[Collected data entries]
* * * * * * * * *

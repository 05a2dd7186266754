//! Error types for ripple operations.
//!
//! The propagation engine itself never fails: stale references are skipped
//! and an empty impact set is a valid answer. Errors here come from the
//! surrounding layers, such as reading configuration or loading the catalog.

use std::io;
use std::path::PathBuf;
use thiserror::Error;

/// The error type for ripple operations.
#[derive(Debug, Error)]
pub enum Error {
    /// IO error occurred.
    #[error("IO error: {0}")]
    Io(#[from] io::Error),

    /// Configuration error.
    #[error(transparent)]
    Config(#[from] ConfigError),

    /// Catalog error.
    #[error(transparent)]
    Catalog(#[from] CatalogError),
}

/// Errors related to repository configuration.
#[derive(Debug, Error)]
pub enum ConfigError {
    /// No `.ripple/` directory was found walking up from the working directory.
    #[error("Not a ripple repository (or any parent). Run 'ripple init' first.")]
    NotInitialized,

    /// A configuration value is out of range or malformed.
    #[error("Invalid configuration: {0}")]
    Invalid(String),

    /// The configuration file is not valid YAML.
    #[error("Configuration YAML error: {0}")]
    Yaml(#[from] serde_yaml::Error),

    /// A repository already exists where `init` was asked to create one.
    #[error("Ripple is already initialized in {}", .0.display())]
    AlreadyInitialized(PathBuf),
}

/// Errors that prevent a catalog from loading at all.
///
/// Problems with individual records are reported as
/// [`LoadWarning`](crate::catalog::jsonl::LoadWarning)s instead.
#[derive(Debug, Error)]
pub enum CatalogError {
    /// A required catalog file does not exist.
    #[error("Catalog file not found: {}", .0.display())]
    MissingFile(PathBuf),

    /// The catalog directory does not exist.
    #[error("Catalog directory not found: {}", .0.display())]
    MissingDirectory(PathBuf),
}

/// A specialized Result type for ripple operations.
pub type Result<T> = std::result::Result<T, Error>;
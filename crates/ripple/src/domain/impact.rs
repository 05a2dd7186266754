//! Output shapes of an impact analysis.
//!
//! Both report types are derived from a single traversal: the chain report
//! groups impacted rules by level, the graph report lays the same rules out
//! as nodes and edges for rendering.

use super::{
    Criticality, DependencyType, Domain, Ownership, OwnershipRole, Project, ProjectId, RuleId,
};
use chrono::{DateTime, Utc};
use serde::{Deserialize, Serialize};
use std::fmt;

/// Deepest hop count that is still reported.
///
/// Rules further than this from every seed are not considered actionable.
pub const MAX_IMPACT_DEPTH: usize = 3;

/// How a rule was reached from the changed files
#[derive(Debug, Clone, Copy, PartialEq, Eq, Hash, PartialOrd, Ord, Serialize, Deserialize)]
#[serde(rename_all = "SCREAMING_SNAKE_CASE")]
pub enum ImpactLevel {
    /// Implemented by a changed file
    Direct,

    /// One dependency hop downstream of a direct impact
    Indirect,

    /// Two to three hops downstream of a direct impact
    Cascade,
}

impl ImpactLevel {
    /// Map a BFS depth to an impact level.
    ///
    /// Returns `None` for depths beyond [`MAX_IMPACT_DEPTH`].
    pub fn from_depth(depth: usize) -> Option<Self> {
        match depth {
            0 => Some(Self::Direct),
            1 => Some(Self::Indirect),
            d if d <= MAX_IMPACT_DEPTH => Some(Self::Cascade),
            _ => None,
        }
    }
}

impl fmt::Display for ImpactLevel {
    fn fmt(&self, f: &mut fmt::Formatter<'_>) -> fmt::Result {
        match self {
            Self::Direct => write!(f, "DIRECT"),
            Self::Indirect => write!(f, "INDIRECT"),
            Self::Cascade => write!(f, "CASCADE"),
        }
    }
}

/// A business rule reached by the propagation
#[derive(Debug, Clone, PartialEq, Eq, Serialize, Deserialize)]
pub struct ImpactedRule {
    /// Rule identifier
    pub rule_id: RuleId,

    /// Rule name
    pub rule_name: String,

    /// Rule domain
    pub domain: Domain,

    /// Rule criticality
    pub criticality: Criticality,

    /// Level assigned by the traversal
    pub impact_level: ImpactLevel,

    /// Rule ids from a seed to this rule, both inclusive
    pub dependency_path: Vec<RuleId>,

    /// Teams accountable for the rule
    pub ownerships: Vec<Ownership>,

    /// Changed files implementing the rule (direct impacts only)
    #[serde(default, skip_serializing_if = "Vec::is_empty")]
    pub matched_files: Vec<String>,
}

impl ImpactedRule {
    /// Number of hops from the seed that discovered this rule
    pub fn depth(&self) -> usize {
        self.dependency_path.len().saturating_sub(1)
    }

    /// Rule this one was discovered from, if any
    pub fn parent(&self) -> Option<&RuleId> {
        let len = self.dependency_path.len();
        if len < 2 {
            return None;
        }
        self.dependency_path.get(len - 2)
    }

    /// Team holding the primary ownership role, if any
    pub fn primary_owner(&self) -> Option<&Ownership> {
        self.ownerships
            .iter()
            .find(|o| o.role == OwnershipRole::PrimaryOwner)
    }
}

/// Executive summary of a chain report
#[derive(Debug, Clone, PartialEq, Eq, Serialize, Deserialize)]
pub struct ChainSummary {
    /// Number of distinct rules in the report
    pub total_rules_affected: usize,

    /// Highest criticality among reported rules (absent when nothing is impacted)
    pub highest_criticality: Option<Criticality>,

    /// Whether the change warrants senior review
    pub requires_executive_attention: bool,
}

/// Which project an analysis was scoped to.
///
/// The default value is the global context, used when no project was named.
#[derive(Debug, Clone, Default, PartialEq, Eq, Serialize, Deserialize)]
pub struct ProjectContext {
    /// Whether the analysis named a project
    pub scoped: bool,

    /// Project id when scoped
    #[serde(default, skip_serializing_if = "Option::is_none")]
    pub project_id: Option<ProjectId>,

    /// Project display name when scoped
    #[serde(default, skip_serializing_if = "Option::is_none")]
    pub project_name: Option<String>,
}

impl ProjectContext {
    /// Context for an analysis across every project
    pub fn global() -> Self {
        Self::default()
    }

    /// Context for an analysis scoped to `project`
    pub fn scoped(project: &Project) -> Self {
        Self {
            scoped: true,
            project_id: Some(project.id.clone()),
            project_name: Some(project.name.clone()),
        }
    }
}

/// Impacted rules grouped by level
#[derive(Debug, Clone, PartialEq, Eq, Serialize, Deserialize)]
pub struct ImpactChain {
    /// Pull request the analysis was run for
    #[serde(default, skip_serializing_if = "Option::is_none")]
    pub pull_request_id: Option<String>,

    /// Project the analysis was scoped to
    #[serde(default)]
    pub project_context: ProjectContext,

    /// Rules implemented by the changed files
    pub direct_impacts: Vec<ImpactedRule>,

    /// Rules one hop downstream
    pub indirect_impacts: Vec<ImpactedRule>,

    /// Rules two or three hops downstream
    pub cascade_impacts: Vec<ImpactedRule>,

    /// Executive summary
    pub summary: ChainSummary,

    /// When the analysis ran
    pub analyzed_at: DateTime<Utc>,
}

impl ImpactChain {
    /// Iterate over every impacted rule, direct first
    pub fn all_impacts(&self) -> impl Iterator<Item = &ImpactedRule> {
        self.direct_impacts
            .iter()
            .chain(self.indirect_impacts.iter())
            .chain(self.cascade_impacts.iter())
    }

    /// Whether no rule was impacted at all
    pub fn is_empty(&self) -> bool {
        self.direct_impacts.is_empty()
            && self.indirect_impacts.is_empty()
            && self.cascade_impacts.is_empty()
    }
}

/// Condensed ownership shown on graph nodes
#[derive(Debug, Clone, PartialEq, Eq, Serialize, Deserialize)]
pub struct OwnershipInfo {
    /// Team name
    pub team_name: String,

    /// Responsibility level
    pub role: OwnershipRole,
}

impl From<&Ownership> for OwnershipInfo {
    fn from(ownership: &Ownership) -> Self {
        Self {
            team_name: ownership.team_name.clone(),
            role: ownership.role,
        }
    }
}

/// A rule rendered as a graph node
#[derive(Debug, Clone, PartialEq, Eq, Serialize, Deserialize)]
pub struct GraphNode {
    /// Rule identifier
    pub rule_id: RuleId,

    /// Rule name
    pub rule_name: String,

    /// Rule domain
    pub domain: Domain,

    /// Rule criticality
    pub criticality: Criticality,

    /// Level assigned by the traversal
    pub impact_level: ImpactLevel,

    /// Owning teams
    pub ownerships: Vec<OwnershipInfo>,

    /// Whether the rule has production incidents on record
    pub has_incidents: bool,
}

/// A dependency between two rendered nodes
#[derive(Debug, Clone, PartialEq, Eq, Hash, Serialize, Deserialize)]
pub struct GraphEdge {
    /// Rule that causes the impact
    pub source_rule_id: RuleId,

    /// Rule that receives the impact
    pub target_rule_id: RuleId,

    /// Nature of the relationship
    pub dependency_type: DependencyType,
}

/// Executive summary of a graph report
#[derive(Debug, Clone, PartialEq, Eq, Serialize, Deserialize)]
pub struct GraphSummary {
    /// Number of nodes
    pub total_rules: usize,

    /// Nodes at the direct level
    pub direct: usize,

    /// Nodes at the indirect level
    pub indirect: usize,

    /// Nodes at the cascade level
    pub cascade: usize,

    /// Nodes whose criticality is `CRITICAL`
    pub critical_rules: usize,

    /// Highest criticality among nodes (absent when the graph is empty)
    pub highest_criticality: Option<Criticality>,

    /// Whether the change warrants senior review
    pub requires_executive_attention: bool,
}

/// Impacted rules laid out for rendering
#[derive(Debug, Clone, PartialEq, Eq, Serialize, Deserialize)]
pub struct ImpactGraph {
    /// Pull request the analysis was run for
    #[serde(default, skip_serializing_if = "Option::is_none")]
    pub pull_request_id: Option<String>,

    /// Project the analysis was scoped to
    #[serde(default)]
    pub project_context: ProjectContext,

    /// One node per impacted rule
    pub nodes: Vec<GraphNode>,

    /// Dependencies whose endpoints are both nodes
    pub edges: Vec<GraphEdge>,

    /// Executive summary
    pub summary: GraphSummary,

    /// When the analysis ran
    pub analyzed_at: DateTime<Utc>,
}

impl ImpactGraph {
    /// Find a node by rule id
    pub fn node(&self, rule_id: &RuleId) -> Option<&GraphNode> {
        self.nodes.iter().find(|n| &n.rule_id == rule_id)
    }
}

* * * * * * * * *

## Work task
Nothing but the lines from the top of the records down to the line with "directory does not exist." belongs in the answer; repeat them exactly.

## Answer to this exercise
repository 05a2dd7186266754
//! Error types for ripple operations.
//!
//! The propagation engine itself never fails: stale references are skipped
//! and an empty impact set is a valid answer. Errors here come from the
//! surrounding layers, such as reading configuration or loading the catalog.

use std::io;
use std::path::PathBuf;
use thiserror::Error;

/// The error type for ripple operations.
#[derive(Debug, Error)]
pub enum Error {
    /// IO error occurred.
    #[error("IO error: {0}")]
    Io(#[from] io::Error),

    /// Configuration error.
    #[error(transparent)]
    Config(#[from] ConfigError),

    /// Catalog error.
    #[error(transparent)]
    Catalog(#[from] CatalogError),
}

/// Errors related to repository configuration.
#[derive(Debug, Error)]
pub enum ConfigError {
    /// No `.ripple/` directory was found walking up from the working directory.
    #[error("Not a ripple repository (or any parent). Run 'ripple init' first.")]
    NotInitialized,

    /// A configuration value is out of range or malformed.
    #[error("Invalid configuration: {0}")]
    Invalid(String),

    /// The configuration file is not valid YAML.
    #[error("Configuration YAML error: {0}")]
    Yaml(#[from] serde_yaml::Error),

    /// A repository already exists where `init` was asked to create one.
    #[error("Ripple is already initialized in {}", .0.display())]
    AlreadyInitialized(PathBuf),
}

/// Errors that prevent a catalog from loading at all.
///
/// Problems with individual records are reported as
/// [`LoadWarning`](crate::catalog::jsonl::LoadWarning)s instead.
#[derive(Debug, Error)]
pub enum CatalogError {
    /// A required catalog file does not exist.
    #[error("Catalog file not found: {}", .0.display())]
    MissingFile(PathBuf),

    /// The catalog directory does not exist.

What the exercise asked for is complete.